I wish God wrote in sharpie - big black block letters, right in front of my face, impossible to miss. I think people stop believing in Him when they realize that's not how He works.
He's certainly not one to write in black and white, if He were to even write at all.
I sit each day and stare out the window, hoping that maybe the once-green-and-now-golden stars that fall from the tree in my neighbor's yard will perhaps spell out a message for me as they dance toward the ground.
But their message is the same each day - the season is changing, leaving these crusty old branches barren and anxious to birth something beautiful again one day.
This is the way that God is speaking to me now - emptying my once-full arms that hold the weight of all things and old dreams, and carrying me into a dormant season where He can breathe new life and strength into my tired bones. My hope is that this winter will be a quiet one, less painful than fall, whose firestorm has left me burned out and broken down.

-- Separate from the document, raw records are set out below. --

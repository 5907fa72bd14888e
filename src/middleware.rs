// src/middleware.rs

//! Response header and method middleware.
//!
//! Wrapped around the single catch-all route in [`crate::routes::create_app`].

use actix_web::{
    body::{BoxBody, MessageBody},
    dev::{ServiceRequest, ServiceResponse},
    http::{
        header::{self, HeaderMap, HeaderValue},
        Method,
    },
    middleware::{DefaultHeaders, Next},
    web, Error, HttpResponse,
};
use log::debug;

use crate::config::AppConfig;

pub const ALLOWED_METHODS: &str = "GET, HEAD, OPTIONS";
pub const CORS_ALLOWED_HEADERS: &str = "Range, If-Modified-Since";
pub const VARY: &str = "Origin, Range, If-Modified-Since";

/// `Server` and `Vary` on every response.
pub fn server_headers(config: &AppConfig) -> DefaultHeaders {
    DefaultHeaders::new()
        .add((header::SERVER, config.server_header()))
        .add((header::VARY, VARY))
}

/// Echoes CORS headers for allowed origins. `OPTIONS` never reaches the
/// router: it is answered with 204 whether or not the origin was allowed.
pub async fn cors(
    req: ServiceRequest,
    next: Next<impl MessageBody + 'static>,
) -> Result<ServiceResponse<BoxBody>, Error> {
    let allowed_origin = req
        .app_data::<web::Data<AppConfig>>()
        .and_then(|config| {
            let origin = req.headers().get(header::ORIGIN)?;
            let origin_str = origin.to_str().ok()?;
            config
                .is_allowed_origin(origin_str)
                .then(|| (origin.clone(), config.cors_max_age()))
        });

    if req.method() == Method::OPTIONS {
        debug!("Answering preflight for: {}", req.path());
        let mut res = req.into_response(HttpResponse::NoContent().finish());
        if let Some((origin, max_age)) = allowed_origin {
            apply_cors_headers(res.headers_mut(), origin, max_age);
        }
        return Ok(res);
    }

    let mut res = next.call(req).await?.map_into_boxed_body();
    if let Some((origin, max_age)) = allowed_origin {
        apply_cors_headers(res.headers_mut(), origin, max_age);
    }
    Ok(res)
}

fn apply_cors_headers(headers: &mut HeaderMap, origin: HeaderValue, max_age: &'static str) {
    headers.insert(header::ACCESS_CONTROL_ALLOW_ORIGIN, origin);
    headers.insert(
        header::ACCESS_CONTROL_ALLOW_METHODS,
        HeaderValue::from_static(ALLOWED_METHODS),
    );
    headers.insert(
        header::ACCESS_CONTROL_ALLOW_HEADERS,
        HeaderValue::from_static(CORS_ALLOWED_HEADERS),
    );
    headers.insert(
        header::ACCESS_CONTROL_EXPOSE_HEADERS,
        HeaderValue::from_static("*"),
    );
    headers.insert(
        header::ACCESS_CONTROL_MAX_AGE,
        HeaderValue::from_static(max_age),
    );
}

/// Read-only server: anything but GET, HEAD and OPTIONS is refused.
pub async fn allowed_methods(
    req: ServiceRequest,
    next: Next<impl MessageBody + 'static>,
) -> Result<ServiceResponse<BoxBody>, Error> {
    match *req.method() {
        Method::GET | Method::HEAD | Method::OPTIONS => {
            Ok(next.call(req).await?.map_into_boxed_body())
        }
        _ => {
            debug!("Refusing {} {}", req.method(), req.path());
            Ok(req.into_response(
                HttpResponse::MethodNotAllowed()
                    .insert_header((header::ALLOW, ALLOWED_METHODS))
                    .finish(),
            ))
        }
    }
}
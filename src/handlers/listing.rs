// src/handlers/listing.rs

//! Directory listing handler
//!
//! Claims any request whose path is a directory and answers it with an
//! S3-style bucket listing. Directory URLs must end in `/` so that relative
//! links in the rendered page resolve; requests without it are redirected.

use actix_web::{http::header, web, HttpResponse};
use log::{debug, info};

use crate::{
    assets,
    directory_browser::{self, RenderOptions},
    error::ServerError,
    router::RequestContext,
    url,
};

/// Handles requests for directories.
///
/// # Arguments
/// * `ctx` - The request being routed
///
/// # Returns
/// * `None` - The path does not exist or is not a directory
/// * `Some(Ok(HttpResponse))` - A 307 to the trailing-slash URL, or the
///   XML listing
/// * `Some(Err(ServerError))` - The directory could not be listed or rendered
pub async fn handle_listing(ctx: &RequestContext<'_>) -> Option<Result<HttpResponse, ServerError>> {
    let path = ctx.root.locate(&ctx.url.relative_path);
    let metadata = match tokio::fs::metadata(&path).await {
        Ok(metadata) => metadata,
        Err(e) => {
            debug!("Unable to stat <(wwwroot)/{}>: {}", ctx.url.relative_path, e);
            return None;
        }
    };
    if !metadata.is_dir() {
        return None;
    }

    if !ctx.req.path().ends_with('/') {
        let location = directory_url(&ctx.url.canonical_url);
        debug!("Redirecting to trailing slash URL: {} -> {}", ctx.req.path(), location);
        return Some(Ok(HttpResponse::TemporaryRedirect()
            .insert_header((header::LOCATION, location))
            .finish()));
    }

    Some(render_listing(ctx).await)
}

fn directory_url(canonical_url: &str) -> String {
    if canonical_url == "/" {
        return canonical_url.to_string();
    }
    format!("{}/", url::encode_path(canonical_url))
}

async fn render_listing(ctx: &RequestContext<'_>) -> Result<HttpResponse, ServerError> {
    info!("Listing directory: {}", ctx.url.canonical_url);

    let root = ctx.root.clone();
    let bucket_name = ctx.config.server_name.clone();
    let canonical_url = ctx.url.canonical_url.clone();
    let relative_path = ctx.url.relative_path.clone();
    let listing = web::block(move || {
        directory_browser::build_listing(&root, &bucket_name, &canonical_url, &relative_path)
    })
    .await
    .map_err(|e| ServerError::render("xml", e))?
    .map_err(|e| ServerError::render("xml", e))?;

    let stylesheet = if ctx.config.xml_stylesheet {
        Some(assets::listing_stylesheet().map_err(|e| ServerError::render("xml", e))?)
    } else {
        None
    };
    let options = RenderOptions {
        indent: ctx.config.xml_indent,
        stylesheet,
    };
    let body = listing
        .to_xml(&options)
        .map_err(|e| ServerError::render("xml", e))?;

    Ok(HttpResponse::Ok()
        .content_type("application/xml; charset=utf-8")
        .body(body))
}
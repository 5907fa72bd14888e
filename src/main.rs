use actix_web::{web, HttpServer};
use dotenv::dotenv;
use env_logger::Env;
use log::{error, info};
use moefile::{
    config::{AppConfig, APP_NAME, APP_VERSION},
    root_fs::RootFs,
    routes,
};

#[actix_web::main]
async fn main() -> std::io::Result<()> {
    dotenv().ok();

    let config = match AppConfig::from_env() {
        Ok(config) => config,
        Err(e) => {
            env_logger::init_from_env(Env::default().default_filter_or("info"));
            error!("Invalid configuration: {}", e);
            std::process::exit(1);
        }
    };
    env_logger::init_from_env(Env::default().default_filter_or(config.default_log_filter()));

    let root = match RootFs::open(&config.root_path) {
        Ok(root) => root,
        Err(e) => {
            error!("Cannot serve root directory: {}", e);
            std::process::exit(1);
        }
    };

    info!("{} v{} ({:?})", APP_NAME, APP_VERSION, config.mode);
    info!("Server name: {}", config.server_name);
    info!("Serving root: {}", root.root().display());
    info!("Listening on: http://{}", config.listen_addr);
    info!("Allowed origins: {:?}", config.allowed_origins);

    let listen_addr = config.listen_addr;
    let config = web::Data::new(config);
    let root = web::Data::new(root);
    HttpServer::new(move || routes::create_app(config.clone(), root.clone()))
        .bind(listen_addr)?
        .run()
        .await
}
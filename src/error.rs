// src/error.rs

//! Error types.
//!
//! [`ServerError`] is what request handlers return; it knows how to turn
//! itself into an XML error document. [`ConfigError`] only exists before the
//! server starts and is fatal.

use actix_web::{
    http::{header, StatusCode},
    HttpResponse, ResponseError,
};
use log::error;
use thiserror::Error;

use crate::handlers::types::ErrorResponse;

#[derive(Debug, Error)]
pub enum ServerError {
    #[error("invalid url")]
    InvalidRequestPath,

    #[error("{0}")]
    NotFound(&'static str),

    #[error("{message}")]
    MethodNotAllowed {
        message: &'static str,
        allow: &'static str,
    },

    #[error("{context}: {detail}")]
    Render {
        context: &'static str,
        detail: String,
    },
}

impl ServerError {
    pub fn render(context: &'static str, detail: impl ToString) -> Self {
        ServerError::Render {
            context,
            detail: detail.to_string(),
        }
    }

    /// Message exposed to the client. Render failures keep their detail in
    /// the log only.
    fn public_message(&self) -> String {
        match self {
            ServerError::Render { context, .. } => format!("{}: server error", context),
            other => other.to_string(),
        }
    }
}

impl ResponseError for ServerError {
    fn status_code(&self) -> StatusCode {
        match self {
            ServerError::InvalidRequestPath | ServerError::NotFound(_) => StatusCode::NOT_FOUND,
            ServerError::MethodNotAllowed { .. } => StatusCode::METHOD_NOT_ALLOWED,
            ServerError::Render { .. } => StatusCode::INTERNAL_SERVER_ERROR,
        }
    }

    fn error_response(&self) -> HttpResponse {
        let status = self.status_code();
        if status.is_server_error() {
            error!("Server error in handler: {}", self);
        }

        let mut builder = HttpResponse::build(status);
        if let ServerError::MethodNotAllowed { allow, .. } = self {
            builder.insert_header((header::ALLOW, *allow));
        }

        match ErrorResponse::new(self.public_message()).to_xml() {
            Ok(body) => builder
                .content_type("application/xml; charset=utf-8")
                .body(body),
            Err(e) => {
                error!("Unable to marshal error response: {}", e);
                builder.finish()
            }
        }
    }
}

/// Startup failures. These abort the process before it serves anything.
#[derive(Debug, Error)]
pub enum ConfigError {
    #[error("invalid value for {key}: {value:?}")]
    Invalid { key: &'static str, value: String },

    #[error("unable to open root path <{path}>: {source}")]
    RootPath {
        path: String,
        #[source]
        source: std::io::Error,
    },

    #[error("root path <{0}> is not a directory")]
    RootNotDirectory(String),
}

impl ConfigError {
    pub fn invalid(key: &'static str, value: &str) -> Self {
        ConfigError::Invalid {
            key,
            value: value.to_string(),
        }
    }
}

#[cfg(test)]
mod tests {
    use super::*;
    use actix_web::body::to_bytes;

    #[actix_web::test]
    async fn invalid_path_is_404_with_xml_body() {
        let response = ServerError::InvalidRequestPath.error_response();
        assert_eq!(response.status(), StatusCode::NOT_FOUND);

        let body = to_bytes(response.into_body()).await.unwrap();
        let body = String::from_utf8(body.to_vec()).unwrap();
        assert!(body.contains("<Message>invalid url</Message>"));
    }

    #[test]
    fn method_not_allowed_sets_allow_header() {
        let response = ServerError::MethodNotAllowed {
            message: "player: method not allowed",
            allow: "GET",
        }
        .error_response();
        assert_eq!(response.status(), StatusCode::METHOD_NOT_ALLOWED);
        assert_eq!(response.headers().get(header::ALLOW).unwrap(), "GET");
    }

    #[actix_web::test]
    async fn render_failure_hides_detail() {
        let response = ServerError::render("xml", "template exploded").error_response();
        assert_eq!(response.status(), StatusCode::INTERNAL_SERVER_ERROR);

        let body = to_bytes(response.into_body()).await.unwrap();
        let body = String::from_utf8(body.to_vec()).unwrap();
        assert!(body.contains("<Message>xml: server error</Message>"));
        assert!(!body.contains("exploded"));
    }
}
// src/handlers/types.rs

use serde::Serialize;
use thiserror::Error;

use crate::directory_browser::XML_DECLARATION;

#[derive(Debug, Error)]
#[error("unable to marshal XML: {0}")]
pub struct XmlError(String);

/// Body of every error response, serialised with the same XML conventions
/// as bucket listings.
#[derive(Serialize, Debug, Clone, PartialEq, Eq)]
#[serde(rename = "ErrorResponse")]
pub struct ErrorResponse {
    #[serde(rename = "Message")]
    pub message: String,
}

impl ErrorResponse {
    pub fn new(message: impl Into<String>) -> Self {
        Self {
            message: message.into(),
        }
    }

    pub fn to_xml(&self) -> Result<String, XmlError> {
        let body = quick_xml::se::to_string(self).map_err(|e| XmlError(e.to_string()))?;
        Ok(format!("{}\n{}", XML_DECLARATION, body))
    }
}

#[cfg(test)]
mod tests {
    use super::*;

    #[test]
    fn error_response_xml() {
        let xml = ErrorResponse::new("file <not> found").to_xml().unwrap();
        assert!(xml.starts_with("<?xml"));
        assert!(xml.contains("<ErrorResponse><Message>file &lt;not&gt; found</Message></ErrorResponse>"));
    }
}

I need the next season, a winter for hibernating, bearing down deep into warmth and quiet and rest.
I ache for knotted scarves and wool socks and frosty-white mornings with steaming cups of tea. I ache for quiet - not of space, but of soul.
It's hard to imagine what these trees will look like come spring. I've never been here in the spring before.
Every evening I lace up my sneakers and step outside, to crush each fallen star under my heavy steps, and race to beat the moon back to our proper homes- his in the sky, and mine on the second floor. The days are short. I run faster.
I'll be the first to admit that I wish things would stay the same, but again - that's not how He works. He is drawing me further and further out, whispering to trust Him on the days when I can barely get out of bed.
Change hurts. Leaves fall. Winter comes.
But so does Spring.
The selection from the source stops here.